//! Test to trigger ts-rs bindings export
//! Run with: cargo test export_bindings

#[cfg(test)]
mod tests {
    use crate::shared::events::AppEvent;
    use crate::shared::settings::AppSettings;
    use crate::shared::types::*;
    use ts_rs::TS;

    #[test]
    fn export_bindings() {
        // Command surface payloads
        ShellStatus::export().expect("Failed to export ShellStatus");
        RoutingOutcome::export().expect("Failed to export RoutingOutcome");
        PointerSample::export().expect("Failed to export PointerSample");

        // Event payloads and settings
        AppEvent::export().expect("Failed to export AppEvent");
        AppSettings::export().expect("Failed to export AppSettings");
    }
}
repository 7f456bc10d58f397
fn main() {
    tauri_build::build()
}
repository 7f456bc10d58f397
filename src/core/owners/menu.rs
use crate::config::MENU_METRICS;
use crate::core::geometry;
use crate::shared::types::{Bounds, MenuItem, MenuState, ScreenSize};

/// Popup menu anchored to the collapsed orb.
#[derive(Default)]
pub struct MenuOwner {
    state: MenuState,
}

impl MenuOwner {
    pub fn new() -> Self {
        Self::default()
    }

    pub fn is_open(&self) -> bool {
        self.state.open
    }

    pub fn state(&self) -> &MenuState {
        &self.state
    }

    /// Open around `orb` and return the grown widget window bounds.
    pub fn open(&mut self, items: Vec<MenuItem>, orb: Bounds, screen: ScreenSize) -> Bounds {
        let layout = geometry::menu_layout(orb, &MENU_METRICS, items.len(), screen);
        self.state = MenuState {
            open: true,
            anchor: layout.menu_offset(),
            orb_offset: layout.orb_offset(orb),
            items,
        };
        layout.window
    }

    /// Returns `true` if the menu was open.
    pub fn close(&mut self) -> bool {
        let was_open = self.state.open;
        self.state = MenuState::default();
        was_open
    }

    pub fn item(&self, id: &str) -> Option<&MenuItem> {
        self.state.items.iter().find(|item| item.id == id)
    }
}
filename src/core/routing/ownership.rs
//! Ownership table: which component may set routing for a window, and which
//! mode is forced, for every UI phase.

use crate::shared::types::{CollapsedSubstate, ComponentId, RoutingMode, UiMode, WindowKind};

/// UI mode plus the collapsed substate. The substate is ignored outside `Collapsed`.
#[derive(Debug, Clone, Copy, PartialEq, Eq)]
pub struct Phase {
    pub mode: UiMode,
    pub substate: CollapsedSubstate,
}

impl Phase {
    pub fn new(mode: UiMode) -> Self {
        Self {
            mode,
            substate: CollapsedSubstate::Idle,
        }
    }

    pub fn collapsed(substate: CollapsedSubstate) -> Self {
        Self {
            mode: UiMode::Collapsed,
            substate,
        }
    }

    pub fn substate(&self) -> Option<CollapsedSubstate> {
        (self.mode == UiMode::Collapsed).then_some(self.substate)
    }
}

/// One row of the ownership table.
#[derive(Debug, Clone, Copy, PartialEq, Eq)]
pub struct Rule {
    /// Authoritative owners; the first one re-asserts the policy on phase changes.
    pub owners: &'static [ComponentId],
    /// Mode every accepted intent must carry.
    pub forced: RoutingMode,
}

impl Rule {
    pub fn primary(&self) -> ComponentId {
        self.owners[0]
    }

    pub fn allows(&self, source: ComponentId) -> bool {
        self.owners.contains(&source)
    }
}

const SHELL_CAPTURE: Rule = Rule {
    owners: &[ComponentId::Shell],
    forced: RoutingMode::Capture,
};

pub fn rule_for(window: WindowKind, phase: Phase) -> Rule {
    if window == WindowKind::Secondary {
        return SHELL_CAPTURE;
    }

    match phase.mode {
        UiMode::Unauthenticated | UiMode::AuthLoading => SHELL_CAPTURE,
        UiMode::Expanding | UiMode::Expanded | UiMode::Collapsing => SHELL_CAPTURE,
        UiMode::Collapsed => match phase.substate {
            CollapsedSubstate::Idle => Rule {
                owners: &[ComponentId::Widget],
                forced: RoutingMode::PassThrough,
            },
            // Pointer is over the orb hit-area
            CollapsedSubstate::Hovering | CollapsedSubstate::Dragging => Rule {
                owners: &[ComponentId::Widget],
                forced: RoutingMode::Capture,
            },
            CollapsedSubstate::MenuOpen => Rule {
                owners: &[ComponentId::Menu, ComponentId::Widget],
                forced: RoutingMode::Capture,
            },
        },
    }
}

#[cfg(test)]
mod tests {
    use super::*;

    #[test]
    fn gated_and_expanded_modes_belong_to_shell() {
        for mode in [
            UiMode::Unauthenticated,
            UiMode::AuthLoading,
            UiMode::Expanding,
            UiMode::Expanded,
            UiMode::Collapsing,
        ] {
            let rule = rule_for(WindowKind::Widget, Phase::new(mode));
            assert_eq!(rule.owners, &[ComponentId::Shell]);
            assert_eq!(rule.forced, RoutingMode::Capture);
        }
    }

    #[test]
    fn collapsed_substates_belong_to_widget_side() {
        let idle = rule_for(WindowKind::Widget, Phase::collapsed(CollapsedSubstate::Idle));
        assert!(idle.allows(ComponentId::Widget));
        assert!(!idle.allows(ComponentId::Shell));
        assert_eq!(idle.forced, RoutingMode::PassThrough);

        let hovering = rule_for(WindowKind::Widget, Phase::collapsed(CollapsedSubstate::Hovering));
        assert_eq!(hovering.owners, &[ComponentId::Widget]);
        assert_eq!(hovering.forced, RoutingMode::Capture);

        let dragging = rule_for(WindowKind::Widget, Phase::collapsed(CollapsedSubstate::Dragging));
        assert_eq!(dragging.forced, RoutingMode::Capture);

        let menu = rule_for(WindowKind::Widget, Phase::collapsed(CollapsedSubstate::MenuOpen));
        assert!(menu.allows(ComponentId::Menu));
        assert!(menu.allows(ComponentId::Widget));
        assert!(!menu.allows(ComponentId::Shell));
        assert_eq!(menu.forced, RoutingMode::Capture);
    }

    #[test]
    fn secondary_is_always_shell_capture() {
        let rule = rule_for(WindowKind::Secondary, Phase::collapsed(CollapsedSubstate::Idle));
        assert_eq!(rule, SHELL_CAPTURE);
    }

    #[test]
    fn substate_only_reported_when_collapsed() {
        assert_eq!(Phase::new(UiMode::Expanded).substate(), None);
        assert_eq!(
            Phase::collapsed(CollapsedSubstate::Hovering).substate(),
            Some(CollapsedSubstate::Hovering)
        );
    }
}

※

● **What you will do**
Word for word, write out every entry shown above.

● **Finished task**
//! Test to trigger ts-rs bindings export
//! Run with: cargo test export_bindings

#[cfg(test)]
mod tests {
    use crate::shared::events::AppEvent;
    use crate::shared::settings::AppSettings;
    use crate::shared::types::*;
    use ts_rs::TS;

    #[test]
    fn export_bindings() {
        // Command surface payloads
        ShellStatus::export().expect("Failed to export ShellStatus");
        RoutingOutcome::export().expect("Failed to export RoutingOutcome");
        PointerSample::export().expect("Failed to export PointerSample");

        // Event payloads and settings
        AppEvent::export().expect("Failed to export AppEvent");
        AppSettings::export().expect("Failed to export AppSettings");
    }
}
repository 7f456bc10d58f397
fn main() {
    tauri_build::build()
}
repository 7f456bc10d58f397
filename src/core/owners/menu.rs
use crate::config::MENU_METRICS;
use crate::core::geometry;
use crate::shared::types::{Bounds, MenuItem, MenuState, ScreenSize};

/// Popup menu anchored to the collapsed orb.
#[derive(Default)]
pub struct MenuOwner {
    state: MenuState,
}

impl MenuOwner {
    pub fn new() -> Self {
        Self::default()
    }

    pub fn is_open(&self) -> bool {
        self.state.open
    }

    pub fn state(&self) -> &MenuState {
        &self.state
    }

    /// Open around `orb` and return the grown widget window bounds.
    pub fn open(&mut self, items: Vec<MenuItem>, orb: Bounds, screen: ScreenSize) -> Bounds {
        let layout = geometry::menu_layout(orb, &MENU_METRICS, items.len(), screen);
        self.state = MenuState {
            open: true,
            anchor: layout.menu_offset(),
            orb_offset: layout.orb_offset(orb),
            items,
        };
        layout.window
    }

    /// Returns `true` if the menu was open.
    pub fn close(&mut self) -> bool {
        let was_open = self.state.open;
        self.state = MenuState::default();
        was_open
    }

    pub fn item(&self, id: &str) -> Option<&MenuItem> {
        self.state.items.iter().find(|item| item.id == id)
    }
}
filename src/core/routing/ownership.rs
//! Ownership table: which component may set routing for a window, and which
//! mode is forced, for every UI phase.

use crate::shared::types::{CollapsedSubstate, ComponentId, RoutingMode, UiMode, WindowKind};

/// UI mode plus the collapsed substate. The substate is ignored outside `Collapsed`.
#[derive(Debug, Clone, Copy, PartialEq, Eq)]
pub struct Phase {
    pub mode: UiMode,
    pub substate: CollapsedSubstate,
}

impl Phase {
    pub fn new(mode: UiMode) -> Self {
        Self {
            mode,
            substate: CollapsedSubstate::Idle,
        }
    }

    pub fn collapsed(substate: CollapsedSubstate) -> Self {
        Self {
            mode: UiMode::Collapsed,
            substate,
        }
    }

    pub fn substate(&self) -> Option<CollapsedSubstate> {
        (self.mode == UiMode::Collapsed).then_some(self.substate)
    }
}

/// One row of the ownership table.
#[derive(Debug, Clone, Copy, PartialEq, Eq)]
pub struct Rule {
    /// Authoritative owners; the first one re-asserts the policy on phase changes.
    pub owners: &'static [ComponentId],
    /// Mode every accepted intent must carry.
    pub forced: RoutingMode,
}

impl Rule {
    pub fn primary(&self) -> ComponentId {
        self.owners[0]
    }

    pub fn allows(&self, source: ComponentId) -> bool {
        self.owners.contains(&source)
    }
}

const SHELL_CAPTURE: Rule = Rule {
    owners: &[ComponentId::Shell],
    forced: RoutingMode::Capture,
};

pub fn rule_for(window: WindowKind, phase: Phase) -> Rule {
    if window == WindowKind::Secondary {
        return SHELL_CAPTURE;
    }

    match phase.mode {
        UiMode::Unauthenticated | UiMode::AuthLoading => SHELL_CAPTURE,
        UiMode::Expanding | UiMode::Expanded | UiMode::Collapsing => SHELL_CAPTURE,
        UiMode::Collapsed => match phase.substate {
            CollapsedSubstate::Idle => Rule {
                owners: &[ComponentId::Widget],
                forced: RoutingMode::PassThrough,
            },
            // Pointer is over the orb hit-area
            CollapsedSubstate::Hovering | CollapsedSubstate::Dragging => Rule {
                owners: &[ComponentId::Widget],
                forced: RoutingMode::Capture,
            },
            CollapsedSubstate::MenuOpen => Rule {
                owners: &[ComponentId::Menu, ComponentId::Widget],
                forced: RoutingMode::Capture,
            },
        },
    }
}

#[cfg(test)]
mod tests {
    use super::*;

    #[test]
    fn gated_and_expanded_modes_belong_to_shell() {
        for mode in [
            UiMode::Unauthenticated,
            UiMode::AuthLoading,
            UiMode::Expanding,
            UiMode::Expanded,
            UiMode::Collapsing,
        ] {
            let rule = rule_for(WindowKind::Widget, Phase::new(mode));
            assert_eq!(rule.owners, &[ComponentId::Shell]);
            assert_eq!(rule.forced, RoutingMode::Capture);
        }
    }

    #[test]
    fn collapsed_substates_belong_to_widget_side() {
        let idle = rule_for(WindowKind::Widget, Phase::collapsed(CollapsedSubstate::Idle));
        assert!(idle.allows(ComponentId::Widget));
        assert!(!idle.allows(ComponentId::Shell));
        assert_eq!(idle.forced, RoutingMode::PassThrough);

        let hovering = rule_for(WindowKind::Widget, Phase::collapsed(CollapsedSubstate::Hovering));
        assert_eq!(hovering.owners, &[ComponentId::Widget]);
        assert_eq!(hovering.forced, RoutingMode::Capture);

        let dragging = rule_for(WindowKind::Widget, Phase::collapsed(CollapsedSubstate::Dragging));
        assert_eq!(dragging.forced, RoutingMode::Capture);

        let menu = rule_for(WindowKind::Widget, Phase::collapsed(CollapsedSubstate::MenuOpen));
        assert!(menu.allows(ComponentId::Menu));
        assert!(menu.allows(ComponentId::Widget));
        assert!(!menu.allows(ComponentId::Shell));
        assert_eq!(menu.forced, RoutingMode::Capture);
    }

    #[test]
    fn secondary_is_always_shell_capture() {
        let rule = rule_for(WindowKind::Secondary, Phase::collapsed(CollapsedSubstate::Idle));
        assert_eq!(rule, SHELL_CAPTURE);
    }

    #[test]
    fn substate_only_reported_when_collapsed() {
        assert_eq!(Phase::new(UiMode::Expanded).substate(), None);
        assert_eq!(
            Phase::collapsed(CollapsedSubstate::Hovering).substate(),
            Some(CollapsedSubstate::Hovering)
        );
    }
}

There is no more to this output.